**Work instruction**
Every line of the entries below that includes "derive" belongs in the answer, copied as written.

**Task input**
****************************************

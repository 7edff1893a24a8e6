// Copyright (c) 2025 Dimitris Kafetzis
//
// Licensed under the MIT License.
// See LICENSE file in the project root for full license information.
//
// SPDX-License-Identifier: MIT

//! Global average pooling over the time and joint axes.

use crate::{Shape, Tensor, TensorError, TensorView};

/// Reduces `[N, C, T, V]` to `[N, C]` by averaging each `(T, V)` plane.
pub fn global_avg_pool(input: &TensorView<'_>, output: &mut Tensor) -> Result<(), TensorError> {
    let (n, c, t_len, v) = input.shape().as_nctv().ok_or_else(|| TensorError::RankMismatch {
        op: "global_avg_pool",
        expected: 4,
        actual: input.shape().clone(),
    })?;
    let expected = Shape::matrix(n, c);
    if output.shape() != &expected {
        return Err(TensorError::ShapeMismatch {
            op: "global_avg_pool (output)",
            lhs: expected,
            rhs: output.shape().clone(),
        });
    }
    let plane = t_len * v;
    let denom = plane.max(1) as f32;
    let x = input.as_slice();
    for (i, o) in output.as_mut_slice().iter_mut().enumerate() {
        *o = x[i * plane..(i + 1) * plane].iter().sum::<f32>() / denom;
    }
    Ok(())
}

****************************************

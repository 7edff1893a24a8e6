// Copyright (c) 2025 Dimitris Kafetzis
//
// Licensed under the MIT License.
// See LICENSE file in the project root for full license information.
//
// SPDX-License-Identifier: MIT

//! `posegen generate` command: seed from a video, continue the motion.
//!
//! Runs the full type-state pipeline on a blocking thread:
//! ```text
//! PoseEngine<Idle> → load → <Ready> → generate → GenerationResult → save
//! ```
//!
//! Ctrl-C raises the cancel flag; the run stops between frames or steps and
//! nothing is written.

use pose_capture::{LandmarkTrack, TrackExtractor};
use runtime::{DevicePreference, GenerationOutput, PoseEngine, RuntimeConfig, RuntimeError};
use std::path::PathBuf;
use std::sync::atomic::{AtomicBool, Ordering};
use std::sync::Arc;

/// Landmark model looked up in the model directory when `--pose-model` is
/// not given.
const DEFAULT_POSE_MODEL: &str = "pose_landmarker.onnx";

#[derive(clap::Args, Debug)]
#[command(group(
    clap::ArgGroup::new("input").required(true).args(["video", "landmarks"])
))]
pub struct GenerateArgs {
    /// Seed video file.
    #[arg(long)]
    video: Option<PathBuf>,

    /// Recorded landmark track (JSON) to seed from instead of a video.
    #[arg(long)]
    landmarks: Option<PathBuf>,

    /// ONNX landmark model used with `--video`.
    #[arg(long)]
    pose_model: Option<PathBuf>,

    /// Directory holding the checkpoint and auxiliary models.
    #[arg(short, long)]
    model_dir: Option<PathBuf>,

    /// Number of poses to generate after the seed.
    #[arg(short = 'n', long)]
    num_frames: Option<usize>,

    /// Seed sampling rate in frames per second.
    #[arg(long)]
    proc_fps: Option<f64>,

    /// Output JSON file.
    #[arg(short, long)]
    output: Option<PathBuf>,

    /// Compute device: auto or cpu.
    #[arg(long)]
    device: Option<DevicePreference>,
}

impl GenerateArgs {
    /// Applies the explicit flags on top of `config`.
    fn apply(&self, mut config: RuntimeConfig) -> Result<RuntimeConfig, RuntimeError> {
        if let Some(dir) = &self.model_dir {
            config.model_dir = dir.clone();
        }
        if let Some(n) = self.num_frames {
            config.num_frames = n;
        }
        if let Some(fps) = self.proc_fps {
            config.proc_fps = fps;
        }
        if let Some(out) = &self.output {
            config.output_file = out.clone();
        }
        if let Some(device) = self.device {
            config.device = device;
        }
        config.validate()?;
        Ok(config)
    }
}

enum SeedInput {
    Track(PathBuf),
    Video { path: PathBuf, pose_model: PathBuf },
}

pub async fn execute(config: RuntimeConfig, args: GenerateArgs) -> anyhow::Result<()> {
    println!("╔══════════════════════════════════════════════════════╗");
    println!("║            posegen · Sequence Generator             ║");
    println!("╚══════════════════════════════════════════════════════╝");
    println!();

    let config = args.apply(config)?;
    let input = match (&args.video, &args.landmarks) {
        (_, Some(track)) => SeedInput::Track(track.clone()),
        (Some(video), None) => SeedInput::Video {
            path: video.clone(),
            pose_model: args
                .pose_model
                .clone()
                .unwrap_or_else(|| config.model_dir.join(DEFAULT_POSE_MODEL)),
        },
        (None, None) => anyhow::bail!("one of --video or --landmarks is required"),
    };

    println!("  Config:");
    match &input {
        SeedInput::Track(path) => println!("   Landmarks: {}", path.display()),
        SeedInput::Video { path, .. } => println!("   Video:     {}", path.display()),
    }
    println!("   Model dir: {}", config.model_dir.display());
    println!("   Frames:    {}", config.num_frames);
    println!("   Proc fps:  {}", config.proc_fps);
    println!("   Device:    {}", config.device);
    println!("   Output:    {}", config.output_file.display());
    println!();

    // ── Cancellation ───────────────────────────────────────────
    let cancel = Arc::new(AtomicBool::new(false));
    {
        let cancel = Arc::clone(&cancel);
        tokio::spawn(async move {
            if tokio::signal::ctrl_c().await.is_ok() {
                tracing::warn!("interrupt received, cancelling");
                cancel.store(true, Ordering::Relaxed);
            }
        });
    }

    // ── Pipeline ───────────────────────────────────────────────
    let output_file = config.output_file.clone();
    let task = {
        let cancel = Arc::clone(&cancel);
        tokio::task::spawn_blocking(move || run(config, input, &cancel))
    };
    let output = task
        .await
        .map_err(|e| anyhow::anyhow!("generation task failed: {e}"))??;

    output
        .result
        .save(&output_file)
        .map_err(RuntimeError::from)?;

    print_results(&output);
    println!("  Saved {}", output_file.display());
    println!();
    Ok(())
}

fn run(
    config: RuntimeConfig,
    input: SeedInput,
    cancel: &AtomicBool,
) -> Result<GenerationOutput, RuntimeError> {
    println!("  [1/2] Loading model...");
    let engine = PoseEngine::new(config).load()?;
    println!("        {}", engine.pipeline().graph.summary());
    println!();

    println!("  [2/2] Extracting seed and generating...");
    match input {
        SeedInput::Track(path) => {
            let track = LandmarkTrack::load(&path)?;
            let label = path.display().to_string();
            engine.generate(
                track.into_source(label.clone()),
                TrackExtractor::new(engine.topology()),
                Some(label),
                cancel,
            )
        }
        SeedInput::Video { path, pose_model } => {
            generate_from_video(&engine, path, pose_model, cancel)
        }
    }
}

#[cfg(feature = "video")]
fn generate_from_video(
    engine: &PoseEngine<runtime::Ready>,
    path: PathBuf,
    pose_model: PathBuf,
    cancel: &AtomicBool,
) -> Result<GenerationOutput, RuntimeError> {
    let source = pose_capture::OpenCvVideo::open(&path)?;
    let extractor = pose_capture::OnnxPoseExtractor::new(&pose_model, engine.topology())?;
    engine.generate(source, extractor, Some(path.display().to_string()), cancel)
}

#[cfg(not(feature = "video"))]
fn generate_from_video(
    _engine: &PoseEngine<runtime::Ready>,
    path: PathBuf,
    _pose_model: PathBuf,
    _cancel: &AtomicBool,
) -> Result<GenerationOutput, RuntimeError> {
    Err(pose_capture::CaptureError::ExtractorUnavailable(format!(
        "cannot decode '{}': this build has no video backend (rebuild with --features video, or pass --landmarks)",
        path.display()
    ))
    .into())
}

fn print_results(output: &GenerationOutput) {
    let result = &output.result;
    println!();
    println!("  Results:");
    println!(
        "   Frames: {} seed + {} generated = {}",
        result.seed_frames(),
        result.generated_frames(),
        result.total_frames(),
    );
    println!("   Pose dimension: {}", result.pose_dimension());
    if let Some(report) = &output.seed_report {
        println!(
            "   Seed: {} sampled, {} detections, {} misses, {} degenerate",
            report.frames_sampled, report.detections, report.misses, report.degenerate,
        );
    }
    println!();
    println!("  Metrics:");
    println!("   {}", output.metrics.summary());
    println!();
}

****************************************

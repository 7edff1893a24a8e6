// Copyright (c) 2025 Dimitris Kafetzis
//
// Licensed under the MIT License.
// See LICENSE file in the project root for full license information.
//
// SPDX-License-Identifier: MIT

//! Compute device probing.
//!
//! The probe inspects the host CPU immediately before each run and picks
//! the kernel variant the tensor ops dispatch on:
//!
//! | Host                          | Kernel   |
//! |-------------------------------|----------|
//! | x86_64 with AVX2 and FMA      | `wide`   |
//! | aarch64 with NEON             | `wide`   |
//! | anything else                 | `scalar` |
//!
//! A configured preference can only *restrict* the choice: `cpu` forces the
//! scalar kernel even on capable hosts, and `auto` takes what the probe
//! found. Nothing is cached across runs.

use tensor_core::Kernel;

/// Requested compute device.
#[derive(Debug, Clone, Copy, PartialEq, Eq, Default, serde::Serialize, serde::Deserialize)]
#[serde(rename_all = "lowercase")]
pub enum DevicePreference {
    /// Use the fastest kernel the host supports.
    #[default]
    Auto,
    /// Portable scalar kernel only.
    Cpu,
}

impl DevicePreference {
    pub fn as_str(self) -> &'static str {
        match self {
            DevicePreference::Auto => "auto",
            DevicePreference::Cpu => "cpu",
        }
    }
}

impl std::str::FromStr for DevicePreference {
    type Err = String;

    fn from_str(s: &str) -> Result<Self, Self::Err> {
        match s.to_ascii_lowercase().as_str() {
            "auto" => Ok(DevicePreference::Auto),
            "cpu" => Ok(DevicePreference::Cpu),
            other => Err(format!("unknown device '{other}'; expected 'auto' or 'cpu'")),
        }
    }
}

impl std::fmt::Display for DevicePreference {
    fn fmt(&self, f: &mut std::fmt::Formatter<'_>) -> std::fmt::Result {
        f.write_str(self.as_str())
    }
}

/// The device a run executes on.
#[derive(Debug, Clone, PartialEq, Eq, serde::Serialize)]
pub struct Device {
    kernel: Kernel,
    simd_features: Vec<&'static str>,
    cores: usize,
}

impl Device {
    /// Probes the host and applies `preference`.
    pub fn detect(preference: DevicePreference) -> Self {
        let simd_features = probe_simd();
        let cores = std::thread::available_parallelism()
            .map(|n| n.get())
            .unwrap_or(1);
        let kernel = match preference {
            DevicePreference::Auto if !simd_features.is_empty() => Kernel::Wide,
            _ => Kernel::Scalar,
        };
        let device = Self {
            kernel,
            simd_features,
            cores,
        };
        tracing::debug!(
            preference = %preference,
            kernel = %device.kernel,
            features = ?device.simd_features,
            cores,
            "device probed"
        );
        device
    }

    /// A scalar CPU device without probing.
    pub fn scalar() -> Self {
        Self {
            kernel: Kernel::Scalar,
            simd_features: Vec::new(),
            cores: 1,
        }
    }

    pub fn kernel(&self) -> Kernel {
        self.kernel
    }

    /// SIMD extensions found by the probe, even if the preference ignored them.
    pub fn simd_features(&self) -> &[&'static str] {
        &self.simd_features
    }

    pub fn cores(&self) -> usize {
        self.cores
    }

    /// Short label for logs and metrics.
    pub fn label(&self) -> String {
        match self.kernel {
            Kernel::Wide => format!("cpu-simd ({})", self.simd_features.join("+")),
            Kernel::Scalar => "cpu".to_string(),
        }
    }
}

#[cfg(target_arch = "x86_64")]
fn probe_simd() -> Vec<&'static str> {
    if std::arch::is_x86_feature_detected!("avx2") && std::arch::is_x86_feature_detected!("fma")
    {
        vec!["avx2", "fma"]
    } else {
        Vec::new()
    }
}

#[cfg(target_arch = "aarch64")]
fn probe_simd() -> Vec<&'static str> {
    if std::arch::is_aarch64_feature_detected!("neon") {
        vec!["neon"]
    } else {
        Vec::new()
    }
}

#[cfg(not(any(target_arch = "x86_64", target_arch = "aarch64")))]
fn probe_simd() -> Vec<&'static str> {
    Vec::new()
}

****************************************

**Finished task**
#[derive(clap::Args, Debug)]
#[derive(Debug, Clone, Copy, PartialEq, Eq, Default, serde::Serialize, serde::Deserialize)]
#[derive(Debug, Clone, PartialEq, Eq, serde::Serialize)]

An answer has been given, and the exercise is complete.